Here’s a preview of the markets, about halfway into the trading session in the US:
The markets in the US are slightly up after positive earnings expectations for Goldman Sachs fill the waves. The bank is scheduled to release numbers tomorrow, and JP Morgan, Citi and BofA are set to follow this week. This is compounded by an upgrade on the bank by Meredith Whitney, giving it a ‘Buy’ and a price target above $180. As of this writing, the Dow is at its session high, up 130 points or 1.60% at 8277, while the S&P 500 is up 13.40 points to 892, above the 870 support level.
It is about the same story in the European markets, with the major indices finishing positive for the day after bank stocks (and apparently Meredith Whitney’s story as well) gave them a lift. The U.K. FTSE 100 index was up or 1.3%, at 4,181.36 while Germany’s DAX Xetra rose 1.8% to 4,660.45. The French CAC-40 index was up 1.5% 3,027.93.

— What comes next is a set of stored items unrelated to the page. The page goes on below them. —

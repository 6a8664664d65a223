use serde::Serialize;

/// Quantity a listing must reach to be part of the regression chart.
pub const REGRESSION_MIN_QUANTITY: f64 = 10_000.0;

/// Ordinary least squares line `y = slope * x + intercept`.
#[derive(Debug, Clone, Copy, PartialEq, Serialize)]
pub struct LinearFit {
    pub slope: f64,
    pub intercept: f64,
    /// Coefficient of determination; 1.0 when `y` has no variance.
    pub r_squared: f64,
}

impl LinearFit {
    pub fn predict(&self, x: f64) -> f64 {
        self.slope * x + self.intercept
    }
}

/// Fit `y` on `x` by ordinary least squares.
///
/// Needs at least two points and some spread in `x`.
pub fn ols_fit(points: &[(f64, f64)]) -> Option<LinearFit> {
    if points.len() < 2 {
        return None;
    }
    let n = points.len() as f64;
    let mean_x = points.iter().map(|p| p.0).sum::<f64>() / n;
    let mean_y = points.iter().map(|p| p.1).sum::<f64>() / n;

    let (sxx, sxy) = points.iter().fold((0.0, 0.0), |(sxx, sxy), &(x, y)| {
        let dx = x - mean_x;
        (sxx + dx * dx, sxy + dx * (y - mean_y))
    });
    if sxx == 0.0 {
        return None;
    }

    let slope = sxy / sxx;
    let intercept = mean_y - slope * mean_x;

    let (ss_res, ss_tot) = points.iter().fold((0.0, 0.0), |(res, tot), &(x, y)| {
        let e = y - (slope * x + intercept);
        let d = y - mean_y;
        (res + e * e, tot + d * d)
    });
    let r_squared = if ss_tot == 0.0 { 1.0 } else { 1.0 - ss_res / ss_tot };

    Some(LinearFit {
        slope,
        intercept,
        r_squared,
    })
}

#[cfg(test)]
mod tests {
    use super::*;

    #[test]
    fn exact_line() {
        let fit = ols_fit(&[(0.0, 1.0), (1.0, 3.0), (2.0, 5.0)]).unwrap();
        assert!((fit.slope - 2.0).abs() < 1e-12);
        assert!((fit.intercept - 1.0).abs() < 1e-12);
        assert!((fit.r_squared - 1.0).abs() < 1e-12);
        assert!((fit.predict(10.0) - 21.0).abs() < 1e-9);
    }

    #[test]
    fn noisy_points() {
        let fit = ols_fit(&[(1.0, 1.0), (2.0, 2.0), (3.0, 1.3), (4.0, 3.75), (5.0, 2.25)]).unwrap();
        assert!((fit.slope - 0.425).abs() < 1e-9);
        assert!((fit.intercept - 0.785).abs() < 1e-9);
        assert!(fit.r_squared > 0.0 && fit.r_squared < 1.0);
    }

    #[test]
    fn degenerate_inputs() {
        assert!(ols_fit(&[]).is_none());
        assert!(ols_fit(&[(1.0, 2.0)]).is_none());
        assert!(ols_fit(&[(1.0, 2.0), (1.0, 5.0)]).is_none());
    }
}
use std::path::Path;

use anyhow::{Context, Result};
use arrow::array::{Array, ArrayRef, Float64Array, StringArray};
use arrow::compute::{cast_with_options, CastOptions};
use arrow::datatypes::DataType;
use parquet::arrow::arrow_reader::ParquetRecordBatchReaderBuilder;
use serde_json::{Map, Value as JsonValue};

use super::error::DatasetError;
use super::model::{CellValue, Column, Dataset, Record, BRAND, PRICE, QUANTITY_SOLD};

// ---------------------------------------------------------------------------
// Public entry-point
// ---------------------------------------------------------------------------

/// Load a listing dataset from a file.  Dispatch by extension.
///
/// Supported formats:
/// * `.csv`     – header row with `Price`, `Quantity Sold`, `Brand` (or the
///   Portuguese `Preço`, `Qtd_Vendidos`, `Marca`)
/// * `.json`    – `[{ "Price": 19.9, "Quantity Sold": "+100", "Brand": "X" }, ...]`
/// * `.parquet` – flat columns with the same names
pub fn load_file(path: &Path) -> Result<Dataset> {
    let ext = path
        .extension()
        .and_then(|e| e.to_str())
        .unwrap_or("")
        .to_ascii_lowercase();

    let dataset = match ext.as_str() {
        "csv" => load_csv(path),
        "json" => load_json(path),
        "parquet" | "pq" => load_parquet(path),
        other => Err(DatasetError::UnsupportedExtension(other.to_string()).into()),
    }
    .with_context(|| format!("loading {}", path.display()))?;

    log::info!("Loaded {} records from {}", dataset.len(), path.display());
    Ok(dataset)
}

// ---------------------------------------------------------------------------
// CSV loader
// ---------------------------------------------------------------------------

/// Every cell is read as text; empty cells become nulls.
/// Columns other than the three required ones are ignored.
fn load_csv(path: &Path) -> Result<Dataset> {
    let mut reader = csv::Reader::from_path(path).context("opening CSV")?;
    let headers: Vec<String> = reader
        .headers()
        .context("reading CSV headers")?
        .iter()
        .map(|h| h.trim_start_matches('\u{feff}').to_string())
        .collect();

    let price_idx = PRICE.position(&headers)?;
    let qty_idx = QUANTITY_SOLD.position(&headers)?;
    let brand_idx = BRAND.position(&headers)?;

    let mut records = Vec::new();

    for (row_no, result) in reader.records().enumerate() {
        let row = result.with_context(|| format!("CSV row {row_no}"))?;
        let cell = |idx: usize| CellValue::from_text(row.get(idx).unwrap_or(""));

        records.push(Record::from_cells(
            row_no,
            cell(price_idx),
            cell(qty_idx),
            cell(brand_idx),
        )?);
    }

    Ok(Dataset::new(records))
}

// ---------------------------------------------------------------------------
// JSON loader
// ---------------------------------------------------------------------------

/// Expected JSON schema (records-oriented, the default `df.to_json(orient='records')`):
///
/// ```json
/// [
///   { "Price": 45.9, "Quantity Sold": "1mil+", "Brand": "Acme" },
///   ...
/// ]
/// ```
///
/// The first record decides which header spelling is used; a key absent from
/// a later record reads as null.
fn load_json(path: &Path) -> Result<Dataset> {
    let text = std::fs::read_to_string(path).context("reading JSON file")?;
    let root: JsonValue = serde_json::from_str(&text).context("parsing JSON")?;

    let rows = root.as_array().ok_or(DatasetError::NotAnArray)?;
    let Some(first) = rows.first() else {
        return Ok(Dataset::default());
    };
    let first = first
        .as_object()
        .ok_or(DatasetError::NotAnObject { row: 0 })?;

    let price_key = json_key(first, &PRICE)?;
    let qty_key = json_key(first, &QUANTITY_SOLD)?;
    let brand_key = json_key(first, &BRAND)?;

    let mut records = Vec::with_capacity(rows.len());

    for (i, row) in rows.iter().enumerate() {
        let obj = row.as_object().ok_or(DatasetError::NotAnObject { row: i })?;
        let cell = |key: &str| obj.get(key).map(json_to_cell).unwrap_or(CellValue::Null);

        records.push(Record::from_cells(
            i,
            cell(price_key),
            cell(qty_key),
            cell(brand_key),
        )?);
    }

    Ok(Dataset::new(records))
}

fn json_key<'a>(obj: &'a Map<String, JsonValue>, column: &Column) -> Result<&'a str, DatasetError> {
    obj.keys()
        .find(|k| column.matches(k))
        .map(String::as_str)
        .ok_or_else(|| column.missing())
}

fn json_to_cell(val: &JsonValue) -> CellValue {
    match val {
        JsonValue::String(s) => CellValue::from_text(s),
        JsonValue::Number(n) => n
            .as_f64()
            .map(CellValue::Number)
            .unwrap_or_else(|| CellValue::Text(n.to_string())),
        JsonValue::Null => CellValue::Null,
        other => CellValue::Text(other.to_string()),
    }
}

// ---------------------------------------------------------------------------
// Parquet loader
// ---------------------------------------------------------------------------

/// Load a Parquet file of listings.
///
/// Numeric columns of any width (and dictionaries of numbers) are read as
/// `Float64`; text, large/view text and dictionary-encoded text (Pandas
/// `category`, Polars `Categorical`) are read as `Utf8`. A column that cannot
/// be converted is an error.
fn load_parquet(path: &Path) -> Result<Dataset> {
    let file = std::fs::File::open(path).context("opening parquet file")?;
    let builder =
        ParquetRecordBatchReaderBuilder::try_new(file).context("reading parquet metadata")?;
    let reader = builder.build().context("building parquet reader")?;

    let mut records = Vec::new();

    for batch_result in reader {
        let batch = batch_result.context("reading parquet record batch")?;
        let schema = batch.schema();
        let names: Vec<&str> = schema.fields().iter().map(|f| f.name().as_str()).collect();

        let price_col = readable_column(batch.column(PRICE.position(&names)?), &PRICE)?;
        let qty_col =
            readable_column(batch.column(QUANTITY_SOLD.position(&names)?), &QUANTITY_SOLD)?;
        let brand_col = readable_column(batch.column(BRAND.position(&names)?), &BRAND)?;

        for row in 0..batch.num_rows() {
            let row_no = records.len();
            records.push(Record::from_cells(
                row_no,
                extract_cell(&price_col, row),
                extract_cell(&qty_col, row),
                extract_cell(&brand_col, row),
            )?);
        }
    }

    Ok(Dataset::new(records))
}

// -- Parquet / Arrow helpers --

/// Cast a column to `Float64` (numbers) or `Utf8` (everything else).
fn readable_column(col: &ArrayRef, column: &Column) -> Result<ArrayRef, DatasetError> {
    let target = match col.data_type() {
        DataType::Utf8 | DataType::Float64 => return Ok(col.clone()),
        DataType::Dictionary(_, values) if values.is_numeric() => DataType::Float64,
        t if t.is_numeric() => DataType::Float64,
        _ => DataType::Utf8,
    };
    let options = CastOptions {
        safe: false,
        ..Default::default()
    };
    cast_with_options(col, &target, &options).map_err(|source| DatasetError::UnreadableColumn {
        column: column.name,
        data_type: col.data_type().clone(),
        source,
    })
}

/// Extract a single cell from a column prepared by [`readable_column`].
fn extract_cell(col: &ArrayRef, row: usize) -> CellValue {
    if col.is_null(row) {
        return CellValue::Null;
    }
    let any = col.as_any();
    if let Some(s) = any.downcast_ref::<StringArray>() {
        CellValue::from_text(s.value(row))
    } else if let Some(f) = any.downcast_ref::<Float64Array>() {
        CellValue::Number(f.value(row))
    } else {
        CellValue::Null
    }
}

However, Asian markets face uncertainties closing negatively after the Japanese Prime Minister Taro Aso, whose party is lagging behind polls, called an election for August 20th. The Nikkei lost 2.6% to 9,050.33, its ninth straight losing session. One of the few that advanced is brewery giant Kirin and the news of its planned merger with Suntory Holdings, which could potentially create a beverage titan. The stock surged 7.8%.
Earnings woes in the US didn’t help Asian markets. In Hong Kong, the Hang Seng Index also lost 2.6% to close at 17,254.63 while Taiwan’s Taiex and South Korea’s Kospi each tumbled 3.5%. Australia’s S&P/ASX 200 Index dropped 1.5% and India’s Sensex ended down by 0.8%. Singapore’s Straits Times slid 1.8%.
On a week where earnings are bringing worries back to investors, the dollar and the yen are the winners as risk tolerance wanes and investors seek safe havens. Add to that the economic numbers that are set to come out from the UK this week. FT notes: UK June employment data released on Wednesday is expected to show 42,000 jobs were lost last month, while the June consumer price index data is forecast to show a further fall in inflation, with prices rising by 1.8 per cent points year-on-year compared to 2.2 per cent in 2008.
Sterling lost 0.8 per cent against the euro to €0.8684, and hit $1.6067, down 0.7 percent, a level that is about the 1-month low against the greenback. Late Monday morning in New York, the euro was at $1.3969 from $1.3949 late Friday. The yen rose 0.4 per cent to Y92.11 against the dollar. The Japanese currency also strengthened against the kiwi and the greenback. The dollar was at 1.0874 Swiss francs from 1.0849 Swiss francs.